Saved entries —
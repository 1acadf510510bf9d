use sqlx::PgPool;
use validator::Validate;

use crate::{
    error::{AppError, Result},
    models::{Product, ProductRequest},
    queries::{category_queries, product_queries},
};

pub async fn create(pool: &PgPool, req: ProductRequest) -> Result<Product> {
    req.validate()?;

    // The referenced category must exist before a product can point at it
    if category_queries::find_by_id(pool, req.category_id)
        .await?
        .is_none()
    {
        return Err(AppError::NotFound("Category not found".to_string()));
    }

    product_queries::insert(pool, &req).await
}

pub async fn get_by_id(pool: &PgPool, id: i32) -> Result<Product> {
    product_queries::find_by_id(pool, id)
        .await?
        .ok_or_else(|| AppError::NotFound("Product not found".to_string()))
}

pub async fn get_all(pool: &PgPool) -> Result<Vec<Product>> {
    product_queries::get_all(pool).await
}

pub async fn get_by_category_id(pool: &PgPool, category_id: i32) -> Result<Vec<Product>> {
    // A category with no products yields an empty list, not an error
    product_queries::find_by_category_id(pool, category_id).await
}

pub async fn update(pool: &PgPool, id: i32, req: ProductRequest) -> Result<Product> {
    req.validate()?;

    product_queries::update(pool, id, &req)
        .await?
        .ok_or_else(|| AppError::NotFound("Product not found".to_string()))
}

pub async fn delete(pool: &PgPool, id: i32) -> Result<()> {
    product_queries::delete(pool, id).await?;

    Ok(())
}
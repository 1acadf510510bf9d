use axum::{
    Json,
    extract::{FromRequest, Request},
};
use serde::de::DeserializeOwned;

use crate::error::{AppError, Result};

/// JSON extractor whose rejection is an `AppError`, so binding failures come
/// back as a 400 inside the standard response envelope.
pub struct AppJson<T>(pub T);

impl<T, S> FromRequest<S> for AppJson<T>
where
    T: DeserializeOwned,
    S: Send + Sync,
{
    type Rejection = AppError;

    async fn from_request(req: Request, state: &S) -> Result<Self> {
        let Json(data) = Json::<T>::from_request(req, state)
            .await
            .map_err(|rejection| AppError::BadRequest(rejection.body_text()))?;

        Ok(AppJson(data))
    }
}

/// Parse a path segment as a non-negative record ID.
pub fn parse_id(raw: &str) -> Option<i32> {
    raw.parse::<i32>().ok().filter(|id| *id >= 0)
}

#[cfg(test)]
mod tests {
    use super::*;

    #[test]
    fn test_parse_id_accepts_digits() {
        assert_eq!(parse_id("42"), Some(42));
        assert_eq!(parse_id("0"), Some(0));
    }

    #[test]
    fn test_parse_id_rejects_non_numeric_input() {
        assert_eq!(parse_id("abc"), None);
        assert_eq!(parse_id("12abc"), None);
        assert_eq!(parse_id(""), None);
    }

    #[test]
    fn test_parse_id_rejects_negative_and_overflowing_input() {
        assert_eq!(parse_id("-1"), None);
        assert_eq!(parse_id("99999999999999999999"), None);
    }
}
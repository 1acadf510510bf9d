use sqlx::PgPool;

use crate::{
    error::{AppError, Result},
    models::{CategoryRequest, ProductRequest, UserRequest},
    queries::{category_queries, product_queries, user_queries},
    services::user_service,
};

const SCHEMA: &str = include_str!("../migrations/0001_create_tables.sql");

/// Drop and recreate every table, then load all fixtures. Categories are
/// seeded before products so category references point at existing rows.
/// The first failing record aborts the whole run.
pub async fn run(pool: &PgPool) -> Result<()> {
    reset_schema(pool).await?;

    categories(pool).await?;
    products(pool).await?;
    users(pool).await?;

    Ok(())
}

async fn reset_schema(pool: &PgPool) -> Result<()> {
    sqlx::raw_sql("DROP TABLE IF EXISTS products, categories, users")
        .execute(pool)
        .await?;

    sqlx::raw_sql(SCHEMA).execute(pool).await?;

    tracing::info!("Tables dropped and recreated");

    Ok(())
}

pub async fn categories(pool: &PgPool) -> Result<()> {
    let records: Vec<CategoryRequest> = read_fixture("data/categories.json")?;

    for record in &records {
        category_queries::insert(pool, record).await?;
    }

    tracing::info!("Seeded {} categories", records.len());

    Ok(())
}

pub async fn products(pool: &PgPool) -> Result<()> {
    let records: Vec<ProductRequest> = read_fixture("data/products.json")?;

    for record in &records {
        product_queries::insert(pool, record).await?;
    }

    tracing::info!("Seeded {} products", records.len());

    Ok(())
}

pub async fn users(pool: &PgPool) -> Result<()> {
    let records: Vec<UserRequest> = read_fixture("data/users.json")?;

    for record in &records {
        let password_hash = user_service::hash_password(&record.password)?;
        user_queries::insert(pool, &record.username, &record.email, &password_hash).await?;
    }

    tracing::info!("Seeded {} users", records.len());

    Ok(())
}

fn read_fixture<T: serde::de::DeserializeOwned>(path: &str) -> Result<Vec<T>> {
    let data = std::fs::read_to_string(path)
        .map_err(|e| AppError::InternalError(format!("Failed to read {}: {}", path, e)))?;

    serde_json::from_str(&data)
        .map_err(|e| AppError::InternalError(format!("Failed to parse {}: {}", path, e)))
}
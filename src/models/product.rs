use chrono::{DateTime, Utc};
use rust_decimal::Decimal;
use serde::{Deserialize, Serialize};
use validator::Validate;

#[derive(Debug, Clone, Serialize, sqlx::FromRow)]
pub struct Product {
    pub id: i32,
    pub title: String,
    pub price: Decimal,
    pub description: String,
    pub category_id: i32,
    pub created_at: DateTime<Utc>,
    pub updated_at: DateTime<Utc>,
}

/// Create/replace payload. Missing fields bind to zero/blank values so an
/// update overwrites every column (full-replace semantics).
#[derive(Debug, Deserialize, Validate)]
pub struct ProductRequest {
    #[serde(default)]
    #[validate(length(max = 255, message = "title must be at most 255 characters"))]
    pub title: String,
    #[serde(default)]
    pub price: Decimal,
    #[serde(default)]
    #[validate(length(max = 255, message = "description must be at most 255 characters"))]
    pub description: String,
    #[serde(default)]
    pub category_id: i32,
}

#[cfg(test)]
mod tests {
    use super::*;

    #[test]
    fn test_omitted_fields_bind_to_zero_values() {
        let req: ProductRequest = serde_json::from_str(r#"{"title":"Keyboard"}"#).unwrap();

        assert_eq!(req.title, "Keyboard");
        assert_eq!(req.price, Decimal::ZERO);
        assert_eq!(req.description, "");
        assert_eq!(req.category_id, 0);
    }

    #[test]
    fn test_price_binds_from_json_number() {
        let req: ProductRequest = serde_json::from_str(r#"{"price":19.99}"#).unwrap();
        assert_eq!(req.price.to_string(), "19.99");
    }

    #[test]
    fn test_title_over_255_characters_is_rejected() {
        let req = ProductRequest {
            title: "x".repeat(256),
            price: Decimal::ZERO,
            description: String::new(),
            category_id: 1,
        };
        assert!(req.validate().is_err());
    }

    #[test]
    fn test_description_over_255_characters_is_rejected() {
        let req = ProductRequest {
            title: "ok".to_string(),
            price: Decimal::ZERO,
            description: "x".repeat(256),
            category_id: 1,
        };
        assert!(req.validate().is_err());
    }
}
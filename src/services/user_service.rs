use sqlx::PgPool;
use validator::Validate;

use crate::{
    error::{AppError, Result},
    models::{User, UserRequest},
    queries::user_queries,
};

pub async fn create(pool: &PgPool, req: UserRequest) -> Result<User> {
    req.validate()?;

    let password_hash = hash_password(&req.password)?;

    user_queries::insert(pool, &req.username, &req.email, &password_hash).await
}

pub async fn get_by_id(pool: &PgPool, id: i32) -> Result<User> {
    user_queries::find_by_id(pool, id)
        .await?
        .ok_or_else(|| AppError::NotFound("User not found".to_string()))
}

pub async fn get_all(pool: &PgPool) -> Result<Vec<User>> {
    user_queries::get_all(pool).await
}

pub async fn update(pool: &PgPool, id: i32, req: UserRequest) -> Result<User> {
    req.validate()?;

    let password_hash = hash_password(&req.password)?;

    user_queries::update(pool, id, &req.username, &req.email, &password_hash)
        .await?
        .ok_or_else(|| AppError::NotFound("User not found".to_string()))
}

pub async fn delete(pool: &PgPool, id: i32) -> Result<()> {
    user_queries::delete(pool, id).await?;

    Ok(())
}

pub fn hash_password(password: &str) -> Result<String> {
    bcrypt::hash(password, bcrypt::DEFAULT_COST)
        .map_err(|e| AppError::InternalError(format!("Password hashing failed: {}", e)))
}

#[cfg(test)]
mod tests {
    use super::*;

    #[test]
    fn test_hash_password_produces_verifiable_hash() {
        let hash = hash_password("hunter2").unwrap();

        assert_ne!(hash, "hunter2");
        assert!(bcrypt::verify("hunter2", &hash).unwrap());
    }
}
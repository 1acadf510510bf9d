pub mod category_queries;
pub mod product_queries;
pub mod user_queries;
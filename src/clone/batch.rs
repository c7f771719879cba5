//! Splits an ordered job list into fixed-size batches

use super::CloneJob;

/// Partitions jobs into consecutive groups of at most `size`, preserving order
///
/// Batch `i` covers jobs `[i*size, (i+1)*size)`; the last batch may be
/// shorter. An empty input yields zero batches. A `size` of zero is treated
/// as 1 so the partition is always well-defined.
pub fn batch_jobs(jobs: &[CloneJob], size: usize) -> Vec<&[CloneJob]> {
    jobs.chunks(size.max(1)).collect()
}
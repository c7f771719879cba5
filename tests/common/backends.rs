//! Instrumented clone backends for orchestrator tests

use anyhow::Result;
use async_trait::async_trait;
use std::collections::HashSet;
use std::path::Path;
use std::sync::atomic::{AtomicUsize, Ordering};
use std::sync::Mutex;
use std::time::Duration;

use org_clone::clone::{CloneBackend, CloneJob};

/// Records how many clones are in flight at once and the peak observed
pub struct CountingBackend {
    in_flight: AtomicUsize,
    max_in_flight: AtomicUsize,
    delay: Duration,
}

impl CountingBackend {
    pub fn new(delay: Duration) -> Self {
        Self {
            in_flight: AtomicUsize::new(0),
            max_in_flight: AtomicUsize::new(0),
            delay,
        }
    }

    pub fn max_observed(&self) -> usize {
        self.max_in_flight.load(Ordering::SeqCst)
    }
}

#[async_trait]
impl CloneBackend for CountingBackend {
    async fn clone_repo(&self, _job: &CloneJob, _dest_dir: &Path) -> Result<()> {
        let current = self.in_flight.fetch_add(1, Ordering::SeqCst) + 1;
        self.max_in_flight.fetch_max(current, Ordering::SeqCst);

        tokio::time::sleep(self.delay).await;

        self.in_flight.fetch_sub(1, Ordering::SeqCst);
        Ok(())
    }
}

/// Succeeds or fails per job name; successes materialize the target directory
/// the way a real clone would
pub struct ScriptedBackend {
    failing: HashSet<String>,
    calls: Mutex<Vec<String>>,
}

impl ScriptedBackend {
    pub fn new(failing: &[&str]) -> Self {
        Self {
            failing: failing.iter().map(|name| name.to_string()).collect(),
            calls: Mutex::new(Vec::new()),
        }
    }

    /// Job names in the order the backend was invoked
    pub fn calls(&self) -> Vec<String> {
        self.calls.lock().unwrap().clone()
    }
}

#[async_trait]
impl CloneBackend for ScriptedBackend {
    async fn clone_repo(&self, job: &CloneJob, dest_dir: &Path) -> Result<()> {
        self.calls.lock().unwrap().push(job.name.clone());

        if self.failing.contains(&job.name) {
            anyhow::bail!("simulated clone failure for {}", job.name);
        }

        std::fs::create_dir_all(dest_dir.join(&job.name))?;
        Ok(())
    }
}
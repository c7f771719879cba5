//! Statistics tracking and reporting for a clone run

use std::time::Duration;

use crate::clone::CloneOutcome;

/// Statistics for tracking repository clone results
#[derive(Clone, Debug, Default)]
pub struct CloneStatistics {
    pub cloned_repos: u32,
    pub total_attempts: u32,
    pub failed_repos: Vec<(String, String)>, // (repo_name, source_url)
}

impl CloneStatistics {
    /// Creates a new statistics tracker with all counters initialized to zero
    pub fn new() -> Self {
        Self::default()
    }

    /// Updates statistics based on a worker's outcome
    pub fn update(&mut self, outcome: &CloneOutcome) {
        self.total_attempts += outcome.attempts;
        if outcome.succeeded {
            self.cloned_repos += 1;
        } else {
            self.failed_repos.push((
                outcome.job.name.clone(),
                outcome.job.source_url.clone(),
            ));
        }
    }

    /// Number of jobs that exhausted their attempt budget
    pub fn failed_count(&self) -> usize {
        self.failed_repos.len()
    }

    /// Generates a one-line summary of the run
    pub fn generate_summary(&self, duration: Duration) -> String {
        let duration_secs = duration.as_secs_f64();

        if self.failed_repos.is_empty() {
            format!(
                "✅ Completed in {:.1}s • {} cloned • {} attempts",
                duration_secs, self.cloned_repos, self.total_attempts
            )
        } else {
            format!(
                "✅ Completed in {:.1}s • {} cloned • {} attempts • {} failed",
                duration_secs,
                self.cloned_repos,
                self.total_attempts,
                self.failed_repos.len()
            )
        }
    }

    /// Generates the detailed listing of permanently failed repositories
    pub fn generate_detailed_summary(&self) -> String {
        if self.failed_repos.is_empty() {
            return String::new();
        }

        let mut lines = Vec::new();
        lines.push(format!("🔴 FAILED REPOS ({})", self.failed_repos.len()));
        for (i, (repo_name, source_url)) in self.failed_repos.iter().enumerate() {
            let tree_char = if i == self.failed_repos.len() - 1 {
                "└─"
            } else {
                "├─"
            };
            lines.push(format!("   {} {:20} {}", tree_char, repo_name, source_url));
        }

        lines.join("\n")
    }
}
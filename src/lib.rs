//! # org-clone
//!
//! `org-clone` mirrors a GitHub organization to local disk: it lists every
//! repository in the organization and clones them concurrently in fixed-size
//! batches, retrying transient failures and durably recording the permanent
//! ones. It powers the `org-clone` CLI tool.
//!
//! ## Core Features
//!
//! - **Bounded Concurrency**: clones run in batches sized to the host CPU
//!   count, with strict join barriers between batches.
//! - **Bounded Retry**: each repository gets up to 100 immediate attempts
//!   before it is declared a permanent failure.
//! - **Durable Failure Log**: permanently failed jobs are appended to an
//!   on-disk, append-only audit log.
//!
//! ## Example
//!
//! ```rust,no_run
//! use org_clone::clone::{CloneJob, FailureLog, GitCloneBackend, Orchestrator};
//! use std::sync::Arc;
//!
//! #[tokio::main]
//! async fn main() -> anyhow::Result<()> {
//!     let jobs = vec![CloneJob {
//!         source_url: "git@github.com:acme/widgets.git".to_string(),
//!         name: "widgets".to_string(),
//!     }];
//!     let log = Arc::new(FailureLog::new("orgCloneErrors.log.txt".into()));
//!     let orchestrator = Orchestrator::new(Arc::new(GitCloneBackend), "mirror".into(), log);
//!     let stats = orchestrator.run(&jobs, 4).await?;
//!     println!("{} cloned, {} failed", stats.cloned_repos, stats.failed_count());
//!     Ok(())
//! }
//! ```

pub mod auth;
pub mod clone;
pub mod core;
pub mod github;
//! Configuration constants and settings

// Retry configuration
//
// Retries are immediate with no backoff: the attempt budget exists to ride
// out short network blips, not sustained outages. A sustained outage burns
// through the budget in a tight loop and lands the job in the failure log.

/// Total attempts allowed per repository before it counts as a permanent failure
pub const MAXIMUM_ATTEMPT_COUNT: u32 = 100;

/// Timeout for a single clone attempt; a hung subprocess must not stall the run
pub const CLONE_ATTEMPT_TIMEOUT_SECS: u64 = 600;

/// Failure log file name, created in the process working directory
pub const FAILURE_LOG_FILENAME: &str = "orgCloneErrors.log.txt";

/// Page size for the organization listing call
pub const LISTING_PAGE_SIZE: u32 = 150;

/// Determines how many clones run concurrently within a batch
///
/// Priority order:
/// 1. --sequential flag → 1
/// 2. --jobs N flag → N (floored at 1)
/// 3. Default → logical CPU count, floored at 1
pub fn get_clone_parallelism(jobs: Option<usize>, sequential: bool) -> usize {
    if sequential {
        return 1;
    }

    if let Some(n) = jobs {
        return n.max(1); // Ensure at least 1
    }

    num_cpus::get().max(1)
}
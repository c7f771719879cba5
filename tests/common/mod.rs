//! Common test utilities and helpers
#![allow(dead_code)]

pub mod backends;
pub mod git;

pub use self::backends::{CountingBackend, ScriptedBackend};
pub use self::git::{create_source_repo, is_git_available};

use org_clone::clone::CloneJob;

/// Builds a clone job for a named repository
pub fn job(name: &str) -> CloneJob {
    CloneJob {
        source_url: format!("git@github.com:acme/{}.git", name),
        name: name.to_string(),
    }
}
//! GitHub token cache and interactive prompts
//!
//! The token entered on first use is cached under the user's home directory
//! so later runs skip the prompt. Everything here is startup glue: a missing
//! token or organization name aborts the run before any cloning begins.

use anyhow::{Context, Result};
use std::fs;
use std::io::{self, Write};
use std::path::{Path, PathBuf};

const TOKEN_FILENAME: &str = "token";
const CONFIG_DIR_NAME: &str = "org-clone";

/// Path of the cached token file, `~/.config/org-clone/token`
pub fn token_cache_path() -> Option<PathBuf> {
    dirs::home_dir().map(|home| {
        home.join(".config")
            .join(CONFIG_DIR_NAME)
            .join(TOKEN_FILENAME)
    })
}

/// Reads the cached token, if any; a missing or empty file is not an error
pub fn load_token() -> Option<String> {
    load_token_from(&token_cache_path()?)
}

pub fn load_token_from(path: &Path) -> Option<String> {
    match fs::read_to_string(path) {
        Ok(token) if !token.trim().is_empty() => Some(token.trim().to_string()),
        _ => None,
    }
}

/// Persists the token for later runs
pub fn save_token(token: &str) -> Result<()> {
    let path =
        token_cache_path().ok_or_else(|| anyhow::anyhow!("could not find home directory"))?;
    save_token_to(&path, token)
}

pub fn save_token_to(path: &Path, token: &str) -> Result<()> {
    if let Some(parent) = path.parent() {
        fs::create_dir_all(parent)
            .with_context(|| format!("failed to create {}", parent.display()))?;
    }
    fs::write(path, token).with_context(|| format!("failed to save token to {}", path.display()))
}

/// Prompts on stdin for a single line; an empty answer becomes `None`
pub fn prompt_line(message: &str) -> Result<Option<String>> {
    print!("{}: ", message);
    io::stdout().flush()?;

    let mut input = String::new();
    io::stdin().read_line(&mut input)?;

    let trimmed = input.trim();
    if trimmed.is_empty() {
        Ok(None)
    } else {
        Ok(Some(trimmed.to_string()))
    }
}
//! Drives batches of clone workers and records permanent failures

use anyhow::{Context, Result};
use futures::stream::{FuturesUnordered, StreamExt};
use std::path::PathBuf;
use std::sync::Arc;

use super::{batch_jobs, clone_with_retry, CloneBackend, CloneJob, FailureLog};
use crate::core::CloneStatistics;

/// Runs clone jobs with bounded concurrency and a durable failure log
pub struct Orchestrator {
    backend: Arc<dyn CloneBackend>,
    dest_dir: PathBuf,
    failure_log: Arc<FailureLog>,
}

impl Orchestrator {
    pub fn new(
        backend: Arc<dyn CloneBackend>,
        dest_dir: PathBuf,
        failure_log: Arc<FailureLog>,
    ) -> Self {
        Self {
            backend,
            dest_dir,
            failure_log,
        }
    }

    /// Clones every job, at most `parallelism` at a time
    ///
    /// Batches run strictly in sequence: the next batch only starts once
    /// every worker in the current one has finished, successes and failures
    /// alike. Jobs within a batch race and their log lines may interleave.
    /// A job that exhausts its attempt budget gets one failure-log entry and
    /// is counted in the returned statistics; it never aborts the run.
    pub async fn run(&self, jobs: &[CloneJob], parallelism: usize) -> Result<CloneStatistics> {
        std::fs::create_dir_all(&self.dest_dir).with_context(|| {
            format!(
                "failed to create destination directory {}",
                self.dest_dir.display()
            )
        })?;

        let mut stats = CloneStatistics::new();

        for batch in batch_jobs(jobs, parallelism) {
            let mut workers = FuturesUnordered::new();
            for job in batch {
                let backend = Arc::clone(&self.backend);
                let dest_dir = self.dest_dir.clone();
                workers
                    .push(async move { clone_with_retry(backend.as_ref(), job, &dest_dir).await });
            }

            // Batch join barrier: drain every worker before moving on
            while let Some(outcome) = workers.next().await {
                if !outcome.succeeded {
                    self.failure_log.record(&outcome.job);
                }
                stats.update(&outcome);
            }
        }

        Ok(stats)
    }
}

WORK TASK — In the data above, find the line that contains "pub fn token_cache_path()" and the line that contains "use crate::core::CloneStatistics;". Repeat exactly those lines and every line between them, and only those.

SOLUTION FOR THIS TASK —
pub fn token_cache_path() -> Option<PathBuf> {
    dirs::home_dir().map(|home| {
        home.join(".config")
            .join(CONFIG_DIR_NAME)
            .join(TOKEN_FILENAME)
    })
}

/// Reads the cached token, if any; a missing or empty file is not an error
pub fn load_token() -> Option<String> {
    load_token_from(&token_cache_path()?)
}

pub fn load_token_from(path: &Path) -> Option<String> {
    match fs::read_to_string(path) {
        Ok(token) if !token.trim().is_empty() => Some(token.trim().to_string()),
        _ => None,
    }
}

/// Persists the token for later runs
pub fn save_token(token: &str) -> Result<()> {
    let path =
        token_cache_path().ok_or_else(|| anyhow::anyhow!("could not find home directory"))?;
    save_token_to(&path, token)
}

pub fn save_token_to(path: &Path, token: &str) -> Result<()> {
    if let Some(parent) = path.parent() {
        fs::create_dir_all(parent)
            .with_context(|| format!("failed to create {}", parent.display()))?;
    }
    fs::write(path, token).with_context(|| format!("failed to save token to {}", path.display()))
}

/// Prompts on stdin for a single line; an empty answer becomes `None`
pub fn prompt_line(message: &str) -> Result<Option<String>> {
    print!("{}: ", message);
    io::stdout().flush()?;

    let mut input = String::new();
    io::stdin().read_line(&mut input)?;

    let trimmed = input.trim();
    if trimmed.is_empty() {
        Ok(None)
    } else {
        Ok(Some(trimmed.to_string()))
    }
}
//! Drives batches of clone workers and records permanent failures

use anyhow::{Context, Result};
use futures::stream::{FuturesUnordered, StreamExt};
use std::path::PathBuf;
use std::sync::Arc;

use super::{batch_jobs, clone_with_retry, CloneBackend, CloneJob, FailureLog};
use crate::core::CloneStatistics;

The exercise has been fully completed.